Sudah bisa mengomentari candaan para perawat. Percaya bahwa dalam
diamnya, adek Paksi mendengar setiap kata yang keluar dari bibir saya,
mendengar suara lantunan zikir, ayat kursi, surat yasin dan semua
motivasi yang disampaikan dari luar incubator.
“Kamu
anak kuat sayang, kamu pasti bisa…ayo cepat sehat, supaya cepat pulang,
bobo sama Ibu, Ayah, sama Kakak-kakak…, Kakak kangen Adek tuuuh.”

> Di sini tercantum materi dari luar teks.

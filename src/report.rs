//! CSV output of flattened rows and aggregated prices

use std::fs;
use std::path::{Path, PathBuf};

use serde::Serialize;
use thiserror::Error;
use tracing::info;

/// Errors that can occur when writing an output table
#[derive(Debug, Error)]
pub enum ReportError {
    /// The output directory could not be created
    #[error("Failed to create output directory {path}: {source}")]
    CreateDir {
        path: PathBuf,
        #[source]
        source: std::io::Error,
    },

    /// Writing the table failed
    #[error("Failed to write {path}: {source}")]
    Write {
        path: PathBuf,
        #[source]
        source: csv::Error,
    },
}

/// Writes `records` as a headed CSV table at `path`, creating parent directories.
///
/// An empty slice still produces a file, without a header row.
pub fn write_table<T: Serialize>(path: &Path, records: &[T]) -> Result<(), ReportError> {
    if let Some(parent) = path.parent().filter(|p| !p.as_os_str().is_empty()) {
        fs::create_dir_all(parent).map_err(|source| ReportError::CreateDir {
            path: parent.to_path_buf(),
            source,
        })?;
    }

    let write_err = |source| ReportError::Write {
        path: path.to_path_buf(),
        source,
    };
    let mut writer = csv::Writer::from_path(path).map_err(write_err)?;
    for record in records {
        writer.serialize(record).map_err(write_err)?;
    }
    writer
        .flush()
        .map_err(|e| write_err(csv::Error::from(e)))?;

    info!(path = %path.display(), rows = records.len(), "wrote table");
    Ok(())
}

/// Path of an output table: `{dir}/{stem}{suffix}.csv`
pub fn table_path(dir: &Path, stem: &str, suffix: &str) -> PathBuf {
    dir.join(format!("{}{}.csv", stem, suffix))
}
//! API credential lookup
//!
//! Credentials are fetched by name once at startup. Anything that can hand out a
//! named secret implements [`SecretProvider`]; the binary reads them from the
//! environment.

use std::collections::HashMap;
use std::env;

use thiserror::Error;

/// Name of the secret holding the API client id
pub const CLIENT_ID_SECRET: &str = "AMADEUS_CLIENT_ID";

/// Name of the secret holding the API client secret
pub const CLIENT_SECRET_SECRET: &str = "AMADEUS_CLIENT_SECRET";

/// Errors that can occur when looking up a secret
#[derive(Debug, Error, PartialEq, Eq)]
pub enum SecretError {
    /// No value is stored under this name
    #[error("Secret '{0}' is not set")]
    Missing(String),

    /// A value exists but is blank
    #[error("Secret '{0}' is empty")]
    Empty(String),
}

/// Source of named secrets
pub trait SecretProvider {
    /// Returns the plain-text value stored under `name`
    fn secret(&self, name: &str) -> Result<String, SecretError>;
}

/// Reads secrets from process environment variables
#[derive(Debug, Clone, Copy, Default)]
pub struct EnvSecrets;

impl SecretProvider for EnvSecrets {
    fn secret(&self, name: &str) -> Result<String, SecretError> {
        let value = env::var(name).map_err(|_| SecretError::Missing(name.to_string()))?;
        non_empty(name, value)
    }
}

/// Fixed in-memory secrets
#[derive(Debug, Clone, Default)]
pub struct StaticSecrets(HashMap<String, String>);

impl StaticSecrets {
    pub fn with(mut self, name: impl Into<String>, value: impl Into<String>) -> Self {
        self.0.insert(name.into(), value.into());
        self
    }
}

impl SecretProvider for StaticSecrets {
    fn secret(&self, name: &str) -> Result<String, SecretError> {
        let value = self
            .0
            .get(name)
            .cloned()
            .ok_or_else(|| SecretError::Missing(name.to_string()))?;
        non_empty(name, value)
    }
}

fn non_empty(name: &str, value: String) -> Result<String, SecretError> {
    let trimmed = value.trim();
    if trimmed.is_empty() {
        Err(SecretError::Empty(name.to_string()))
    } else {
        Ok(trimmed.to_string())
    }
}

/// Client id and secret for the flight search API
#[derive(Clone, PartialEq, Eq)]
pub struct Credentials {
    pub client_id: String,
    pub client_secret: String,
}

impl Credentials {
    /// Fetches both credentials; either one missing is an error
    pub fn fetch(provider: &impl SecretProvider) -> Result<Self, SecretError> {
        Ok(Self {
            client_id: provider.secret(CLIENT_ID_SECRET)?,
            client_secret: provider.secret(CLIENT_SECRET_SECRET)?,
        })
    }
}

impl std::fmt::Debug for Credentials {
    fn fmt(&self, f: &mut std::fmt::Formatter<'_>) -> std::fmt::Result {
        f.debug_struct("Credentials")
            .field("client_id", &self.client_id)
            .field("client_secret", &"<redacted>")
            .finish()
    }
}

Bahkan kakak-kakaknya tidak diizinkan untuk melihat Dek Paksi di ruang
ini, “Parents Only”. Air mata tak bisa dibendung, meski senyum sudah
menghias bibir saat membisikannya. “Kamu kesatria terpilih Ibu, yang
akan menjaga Ibu dan Kakak-kakakmu…Apapun yang terjadi kamu akan selalu
jadi Kesatria Ibu…”
“Sudah bisa diberi ASI ya bu,
tapi baru 30 cc per hari yaa, kalau tidak ada masalah, besok dinaikkan
jadi 50 cc, Ibu ada ASI-nya kan?”, di hari ke-lima, Dokter Hengky yang
justru lebih sering bertemu di ruang NICU memberi kabar gembira. “Ada
dok, saya simpan di kulkas, Colostrumnya pun masih ada dok”. Penuh
semangat Saya menimpali. “Alhamdulillah, sekalipun hanya 30cc, dan harus
disuntikkan lewat selang yang dipasang di saluran pencernaan melalui
mulut dan tenggorokannya”, itu kabar gembira yang pertama Saya dengar
selama beberapa hari menjadi pengunjung NICU. “Mudah-mudahan ya bu,
dibantu dengan ASInya ya…insyaAllah”.
Saya memilih
untuk percaya pada keajaiban air susu ibu, teringat kata-kata Ibu saya
saat menemani menjaga dek paksi di hari pertama dia lahir, sesaat
setelah ada darah di feses dek Paksi. “sudah gak usah bilang dokternya,
susui saja yang banyak nanti juga sembuh”. Adanya darah pada feses ini
makin menguatkan dugaan ada sesuatu yang salah pada dek Paksi. Semua
baik-baik saja sampai 12 jam setelah kelahirannya, dia memuntahkan darah
dari mulut dan hidungnya. “kemungkinan tertelan darah saat persalinan
bu...” Dokter Fajar, dokter anak yang mendampingi persalinannya mencoba
menenangkan.
Hingga 6 jam diisolasi di ruang perawatan
intensif, harus dilakukan transfusi darah sampai akhirnya dirujuk ke
Rumah Sakit Harapan Kita, Saya masih berharap dek Paksi hanya tertelan
darah persalinan. Saat sudah bisa bangun dari posisi tidur setelah 24
jam terbaring pasca cesar, rasa sakit dan nyeri itu terkalahkan oleh
rasa sepi, rasa hampa tanpa seorang bayi mungil yang selama 38 minggu
menemani hari-hari Saya. Baru 19 jam bersama, harus merelakannya diantar
ayahnya dan seorang perawat dirujuk ke Rumah Sakit yang lebih lengkap.
Semua
bisa terjadi, semua yang tidak pernah kita pikir akan terjadi dan kita
alami dapat terjadi. Saya percaya itu sudah kehendakNya. Sampai saat ini
Dokter-dokter tidak bisa menjawab kenapa? Riwayat kehamilan, riwayat
persalinan bahkan riwayat penyakit dalam garis keturunan ke atas.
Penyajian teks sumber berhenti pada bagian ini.